ABOUT THIS TASK = Report every line from the following entries that contains the string "crate".

Dataset records:
==========
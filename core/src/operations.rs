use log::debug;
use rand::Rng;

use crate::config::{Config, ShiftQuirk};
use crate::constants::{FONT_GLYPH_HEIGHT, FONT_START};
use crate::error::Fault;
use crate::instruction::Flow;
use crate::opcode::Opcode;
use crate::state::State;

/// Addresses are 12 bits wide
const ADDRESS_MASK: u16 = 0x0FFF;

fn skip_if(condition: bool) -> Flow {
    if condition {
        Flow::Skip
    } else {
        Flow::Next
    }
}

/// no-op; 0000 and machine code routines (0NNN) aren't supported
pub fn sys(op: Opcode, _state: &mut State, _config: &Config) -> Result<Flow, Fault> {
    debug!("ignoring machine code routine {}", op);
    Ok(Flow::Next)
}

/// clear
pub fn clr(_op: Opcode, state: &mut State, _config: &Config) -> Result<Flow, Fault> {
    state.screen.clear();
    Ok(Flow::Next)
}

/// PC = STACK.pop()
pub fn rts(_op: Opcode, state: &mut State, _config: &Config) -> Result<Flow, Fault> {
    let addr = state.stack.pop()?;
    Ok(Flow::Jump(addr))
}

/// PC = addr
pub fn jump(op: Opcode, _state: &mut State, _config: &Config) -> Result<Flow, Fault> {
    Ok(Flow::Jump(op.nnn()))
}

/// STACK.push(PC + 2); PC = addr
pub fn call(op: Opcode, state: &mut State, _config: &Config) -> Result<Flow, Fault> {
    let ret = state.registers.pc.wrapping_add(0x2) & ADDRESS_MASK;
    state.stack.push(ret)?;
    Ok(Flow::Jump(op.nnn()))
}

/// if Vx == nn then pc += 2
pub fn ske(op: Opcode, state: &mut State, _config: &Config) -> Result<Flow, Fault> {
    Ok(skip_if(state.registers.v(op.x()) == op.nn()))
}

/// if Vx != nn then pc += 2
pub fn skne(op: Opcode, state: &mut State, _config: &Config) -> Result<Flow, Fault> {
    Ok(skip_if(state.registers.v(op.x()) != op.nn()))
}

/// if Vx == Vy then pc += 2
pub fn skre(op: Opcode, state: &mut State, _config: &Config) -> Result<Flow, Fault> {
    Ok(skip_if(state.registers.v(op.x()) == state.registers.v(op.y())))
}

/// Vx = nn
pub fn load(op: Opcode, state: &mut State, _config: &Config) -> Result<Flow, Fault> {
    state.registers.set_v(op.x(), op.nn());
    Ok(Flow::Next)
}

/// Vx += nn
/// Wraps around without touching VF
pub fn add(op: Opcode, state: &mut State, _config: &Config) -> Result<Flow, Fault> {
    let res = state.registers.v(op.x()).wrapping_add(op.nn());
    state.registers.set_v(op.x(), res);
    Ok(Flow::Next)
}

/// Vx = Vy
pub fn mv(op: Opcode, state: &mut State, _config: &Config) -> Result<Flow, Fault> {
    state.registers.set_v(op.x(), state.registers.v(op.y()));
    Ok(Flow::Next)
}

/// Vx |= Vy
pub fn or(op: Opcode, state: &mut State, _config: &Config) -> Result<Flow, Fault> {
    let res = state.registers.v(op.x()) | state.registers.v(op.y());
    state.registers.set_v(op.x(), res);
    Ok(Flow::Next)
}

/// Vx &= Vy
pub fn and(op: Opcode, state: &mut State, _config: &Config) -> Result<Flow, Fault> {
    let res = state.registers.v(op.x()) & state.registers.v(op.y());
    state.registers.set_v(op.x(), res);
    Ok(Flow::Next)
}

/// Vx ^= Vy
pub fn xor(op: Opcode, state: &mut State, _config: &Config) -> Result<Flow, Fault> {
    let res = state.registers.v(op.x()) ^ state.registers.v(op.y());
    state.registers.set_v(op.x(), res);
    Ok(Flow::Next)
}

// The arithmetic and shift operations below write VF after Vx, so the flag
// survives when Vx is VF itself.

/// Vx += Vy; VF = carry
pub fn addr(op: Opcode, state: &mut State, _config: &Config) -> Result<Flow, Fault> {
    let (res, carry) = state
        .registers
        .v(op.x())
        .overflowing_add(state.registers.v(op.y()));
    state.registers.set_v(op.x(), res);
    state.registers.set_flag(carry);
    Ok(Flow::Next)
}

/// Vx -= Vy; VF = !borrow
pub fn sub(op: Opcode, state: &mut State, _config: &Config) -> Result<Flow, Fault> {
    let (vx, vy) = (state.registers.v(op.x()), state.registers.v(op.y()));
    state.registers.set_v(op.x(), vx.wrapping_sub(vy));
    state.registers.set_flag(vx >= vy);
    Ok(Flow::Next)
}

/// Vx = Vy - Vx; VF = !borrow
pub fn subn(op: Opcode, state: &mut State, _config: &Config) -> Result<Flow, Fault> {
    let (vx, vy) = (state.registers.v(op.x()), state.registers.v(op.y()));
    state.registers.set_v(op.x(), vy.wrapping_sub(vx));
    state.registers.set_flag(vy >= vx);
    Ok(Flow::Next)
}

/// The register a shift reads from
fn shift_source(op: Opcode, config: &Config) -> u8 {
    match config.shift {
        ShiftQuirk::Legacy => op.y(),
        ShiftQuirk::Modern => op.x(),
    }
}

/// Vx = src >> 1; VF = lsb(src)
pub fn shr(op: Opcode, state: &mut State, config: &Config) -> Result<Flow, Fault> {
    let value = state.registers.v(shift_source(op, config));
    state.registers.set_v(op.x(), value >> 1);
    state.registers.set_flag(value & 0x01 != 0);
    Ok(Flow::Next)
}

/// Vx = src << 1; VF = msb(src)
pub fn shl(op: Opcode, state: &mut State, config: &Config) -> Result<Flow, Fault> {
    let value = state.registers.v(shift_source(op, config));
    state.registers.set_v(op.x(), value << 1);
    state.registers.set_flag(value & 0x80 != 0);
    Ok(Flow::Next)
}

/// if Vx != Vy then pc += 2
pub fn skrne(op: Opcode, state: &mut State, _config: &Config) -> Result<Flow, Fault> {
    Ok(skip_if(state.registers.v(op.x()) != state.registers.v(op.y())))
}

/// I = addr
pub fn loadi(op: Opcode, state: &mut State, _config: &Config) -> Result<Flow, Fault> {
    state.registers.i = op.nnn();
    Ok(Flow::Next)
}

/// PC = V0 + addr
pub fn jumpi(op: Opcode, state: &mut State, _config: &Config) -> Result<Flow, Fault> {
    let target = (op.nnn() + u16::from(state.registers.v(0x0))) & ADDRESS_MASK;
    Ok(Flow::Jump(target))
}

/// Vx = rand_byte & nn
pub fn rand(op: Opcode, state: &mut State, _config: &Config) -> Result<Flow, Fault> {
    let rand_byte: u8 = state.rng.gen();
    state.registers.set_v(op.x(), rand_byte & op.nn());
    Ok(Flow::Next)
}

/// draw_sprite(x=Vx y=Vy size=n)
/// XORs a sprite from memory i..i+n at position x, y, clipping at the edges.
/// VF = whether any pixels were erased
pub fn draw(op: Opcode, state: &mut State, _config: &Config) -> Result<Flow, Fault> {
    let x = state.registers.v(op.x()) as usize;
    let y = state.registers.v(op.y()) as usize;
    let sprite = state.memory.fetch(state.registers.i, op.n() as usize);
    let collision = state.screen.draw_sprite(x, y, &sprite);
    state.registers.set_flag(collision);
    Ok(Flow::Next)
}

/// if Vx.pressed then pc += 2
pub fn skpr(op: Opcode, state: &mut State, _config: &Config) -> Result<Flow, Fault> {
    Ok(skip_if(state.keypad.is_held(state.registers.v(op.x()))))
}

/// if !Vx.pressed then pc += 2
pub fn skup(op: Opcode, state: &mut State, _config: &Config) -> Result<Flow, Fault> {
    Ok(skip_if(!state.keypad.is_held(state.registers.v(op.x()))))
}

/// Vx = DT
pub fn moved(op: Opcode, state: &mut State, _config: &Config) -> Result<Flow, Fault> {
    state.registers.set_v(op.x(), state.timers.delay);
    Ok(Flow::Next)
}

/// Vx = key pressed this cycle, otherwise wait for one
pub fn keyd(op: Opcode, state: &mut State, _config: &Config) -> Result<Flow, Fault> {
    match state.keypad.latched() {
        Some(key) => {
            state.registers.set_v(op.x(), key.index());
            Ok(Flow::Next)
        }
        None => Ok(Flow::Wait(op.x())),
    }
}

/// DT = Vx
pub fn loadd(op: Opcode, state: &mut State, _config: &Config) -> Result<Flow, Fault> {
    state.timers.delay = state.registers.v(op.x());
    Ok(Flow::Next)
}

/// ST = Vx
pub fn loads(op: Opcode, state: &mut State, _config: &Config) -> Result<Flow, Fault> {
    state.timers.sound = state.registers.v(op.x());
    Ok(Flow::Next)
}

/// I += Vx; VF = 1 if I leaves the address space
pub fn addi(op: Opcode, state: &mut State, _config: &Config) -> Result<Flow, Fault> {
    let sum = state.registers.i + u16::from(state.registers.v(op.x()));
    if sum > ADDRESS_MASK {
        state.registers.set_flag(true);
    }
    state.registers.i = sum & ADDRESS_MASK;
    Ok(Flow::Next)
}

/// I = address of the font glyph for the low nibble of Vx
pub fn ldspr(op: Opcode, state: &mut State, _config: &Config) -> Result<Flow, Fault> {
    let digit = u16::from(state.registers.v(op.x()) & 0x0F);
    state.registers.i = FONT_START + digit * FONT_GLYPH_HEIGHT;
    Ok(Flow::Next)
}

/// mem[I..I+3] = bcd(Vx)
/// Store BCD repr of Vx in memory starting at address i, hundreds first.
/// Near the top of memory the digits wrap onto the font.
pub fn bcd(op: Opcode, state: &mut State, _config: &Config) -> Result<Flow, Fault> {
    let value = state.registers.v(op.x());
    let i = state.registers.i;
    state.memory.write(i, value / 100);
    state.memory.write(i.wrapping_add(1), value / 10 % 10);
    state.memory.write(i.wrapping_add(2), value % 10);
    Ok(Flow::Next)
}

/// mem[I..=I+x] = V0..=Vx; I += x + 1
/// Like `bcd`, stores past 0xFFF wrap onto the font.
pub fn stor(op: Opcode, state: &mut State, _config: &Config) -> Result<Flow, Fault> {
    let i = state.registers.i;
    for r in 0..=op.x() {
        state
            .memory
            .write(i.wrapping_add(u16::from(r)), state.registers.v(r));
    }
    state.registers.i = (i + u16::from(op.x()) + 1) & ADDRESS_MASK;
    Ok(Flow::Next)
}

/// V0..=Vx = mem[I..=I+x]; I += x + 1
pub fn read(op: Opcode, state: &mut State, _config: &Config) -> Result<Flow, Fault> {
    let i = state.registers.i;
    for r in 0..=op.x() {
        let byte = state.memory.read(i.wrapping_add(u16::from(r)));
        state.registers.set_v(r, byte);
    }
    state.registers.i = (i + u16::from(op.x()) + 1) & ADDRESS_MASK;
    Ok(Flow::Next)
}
==========
SOLVED EXERCISE =
use crate::config::{Config, ShiftQuirk};
use crate::constants::{FONT_GLYPH_HEIGHT, FONT_START};
use crate::error::Fault;
use crate::instruction::Flow;
use crate::opcode::Opcode;
use crate::state::State;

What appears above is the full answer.